(This article, about Viswanathan Anand’s ascendance as world chess champion, was published in DNA edition dated May 16, 2010.)
Growing up in Chennai, in the 1970s and early-1980s, I used to frequent the Mikhail Tal Chess Club at what used to be the Soviet Cultural Centre. And although I did not then – or ever since – play the game with any distinction, it was there, amidst a flurry of thunderous checks and crafty stratagems, that I fell headlong in love with the Queen of Mindsports. It was also there that I bore first-hand witness to the prodigious talent that underlies Vishy Anand’s subsequent ascension as the foremost King of Chess.
Anand was a roly-poly schoolkid back then, just about taller than the long tables on which club members squared off for laid-back skittles or rapid-fire shootouts with just five minutes on the clock. In every other sense, however, he was among the tallest players on the circuit, and already something of a star, and took particularly perverse delight in humbling then-reigning International Masters, especially in the lightning-fast version of the game in which he excelled.

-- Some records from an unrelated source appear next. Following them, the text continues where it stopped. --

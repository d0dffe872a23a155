// SPDX-FileCopyrightText: 2026 Pixora Contributors
// SPDX-License-Identifier: MIT OR Apache-2.0

//! Transition table for the training status lifecycle.
//!
//! ```text
//! STARTING -> PROCESSING -> SUCCEEDED | FAILED | CANCELED
//!     \__________________/^
//! ```
//!
//! Webhooks may arrive twice or out of order. A status already held is a
//! duplicate; anything that would move a record backwards, or from one
//! terminal state to another, is stale and never applied.

use std::str::FromStr;

use pixora_core::TrainingStatus;

/// What applying `next` to a record currently at `current` means.
#[derive(Debug, Clone, Copy, PartialEq, Eq)]
pub enum Transition {
    /// Forward move; persist it and run its side effects.
    Advance,
    /// The record already holds this status.
    Duplicate,
    /// Would regress the record or switch terminal states.
    Stale,
}

/// A status string from a webhook body, classified.
#[derive(Debug, Clone, PartialEq, Eq)]
pub enum StatusEvent {
    /// A status that can drive the record forward.
    Actionable(TrainingStatus),
    /// `starting`: the record is created in this state, nothing to do.
    Starting,
    Unknown(String),
}

impl StatusEvent {
    pub fn parse(raw: &str) -> Self {
        match TrainingStatus::from_str(raw.trim()) {
            Ok(TrainingStatus::Starting) => Self::Starting,
            Ok(status) => Self::Actionable(status),
            Err(_) => Self::Unknown(raw.to_string()),
        }
    }
}

pub fn transition(current: TrainingStatus, next: TrainingStatus) -> Transition {
    if current == next {
        return Transition::Duplicate;
    }
    if allowed_predecessors(next).contains(&current) {
        Transition::Advance
    } else {
        Transition::Stale
    }
}

/// States from which `next` is a forward move. Used as the compare-and-set
/// guard when persisting a transition.
pub fn allowed_predecessors(next: TrainingStatus) -> &'static [TrainingStatus] {
    use TrainingStatus::*;
    match next {
        Starting => &[],
        Processing => &[Starting],
        Succeeded | Failed | Canceled => &[Starting, Processing],
    }
}

#[cfg(test)]
mod tests {
    use super::*;
    use TrainingStatus::*;

    const ALL: [TrainingStatus; 5] = [Starting, Processing, Succeeded, Failed, Canceled];

    #[test]
    fn forward_moves_advance() {
        assert_eq!(transition(Starting, Processing), Transition::Advance);
        assert_eq!(transition(Starting, Succeeded), Transition::Advance);
        assert_eq!(transition(Processing, Succeeded), Transition::Advance);
        assert_eq!(transition(Processing, Failed), Transition::Advance);
        assert_eq!(transition(Processing, Canceled), Transition::Advance);
    }

    #[test]
    fn same_state_is_duplicate() {
        for status in ALL {
            assert_eq!(transition(status, status), Transition::Duplicate);
        }
    }

    #[test]
    fn terminal_states_never_move() {
        for current in [Succeeded, Failed, Canceled] {
            for next in ALL {
                if next != current {
                    assert_eq!(transition(current, next), Transition::Stale, "{current} -> {next}");
                }
            }
        }
    }

    #[test]
    fn processing_cannot_go_back_to_starting() {
        assert_eq!(transition(Processing, Starting), Transition::Stale);
    }

    #[test]
    fn parse_classifies_provider_statuses() {
        assert_eq!(StatusEvent::parse("processing"), StatusEvent::Actionable(Processing));
        assert_eq!(StatusEvent::parse("succeeded"), StatusEvent::Actionable(Succeeded));
        assert_eq!(StatusEvent::parse("canceled"), StatusEvent::Actionable(Canceled));
        assert_eq!(StatusEvent::parse("starting"), StatusEvent::Starting);
        assert_eq!(
            StatusEvent::parse("queued"),
            StatusEvent::Unknown("queued".to_string())
        );
    }
}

One of the more subtle strategies in chess is to advance pawns down the centre of the board and control territory, and players delight in the opportunity to “fill the gaps” in the opponent’s defence with some aggressive pawn-pushing. In the vernacular languages that the Tal club’s playing hall resonated with, the expression “fill the gap” – which pawn-pushers would shout out like a war cry to punctuate their penetrative moves – acquired unsubtle sexual connotations. For a while, the club considered asking members to go easy on the double entendre as a concession to the presence of the new “kid” on the block, but it was already too late. For by then, no one was more joyfully shouting out the “fill the gap” war cry than the delightfully innocent ‘Lightning Kid’ Vishy Anand!
For all his distinction on the 64 squares, Anand has also brought to the game a gentlemanly refinement that has eluded world champions down the ages. Former champion Garry Kasparov once said that “the beautiful thing about chess is that it teaches you the humility of defeat.” But although Kasparov has a place in history as one of the most flamboyant players of all time, he couldn’t always summon the stately deportment, the endearing “humility”, that so signally characterises Anand.
Of former Cuban chess maestro Jose Raul Capablanca, it was famously said that “there is no greater gentleman in chess. No one can lose as graciously as he does, or win in a more detached manner.” But even he was embroiled in a very bitter professional rivalry (that oftentimes bordered on the personal) with former Soviet champion Alexander Alekhine. The latter himself was a notoriously poor loser: at a tournament in Vienna in 1922, he resigned somewhat spectacularly against his opponent – by hurling his king across the room!
For all the popular perception of chess as a pacific game played by genial old blokes, it’s been characterised down the ages by much physical violence. Grandmaster Nigel Short once said: “Chess is ruthless: you’ve got to be prepared to kill people.” About two years ago, a new hybrid version of the game – called ‘chessboxing’ (a fusion of chess and boxing) – was conceptualised precisely to capitalise on the fact that chess perhaps has something in common with bloodsports. Even in the modern era, rivalry between chess players have tended to spill over from the 64 squares. In 1977, for instance, Viktor Korchnoi and Tigran Petrosian squared off in a ‘Match of Hate’: at one point, the organisers had to install a board under the table to stop the two Grandmasters from kicking each other!
It is in this context that Anand’s double distinction – as the King of Chess who also breaks the stereotype of the cranky, cantankerous, nerdy chess buff – is striking. Above all else, his ascendance is testimony that nice guys sometimes finish first.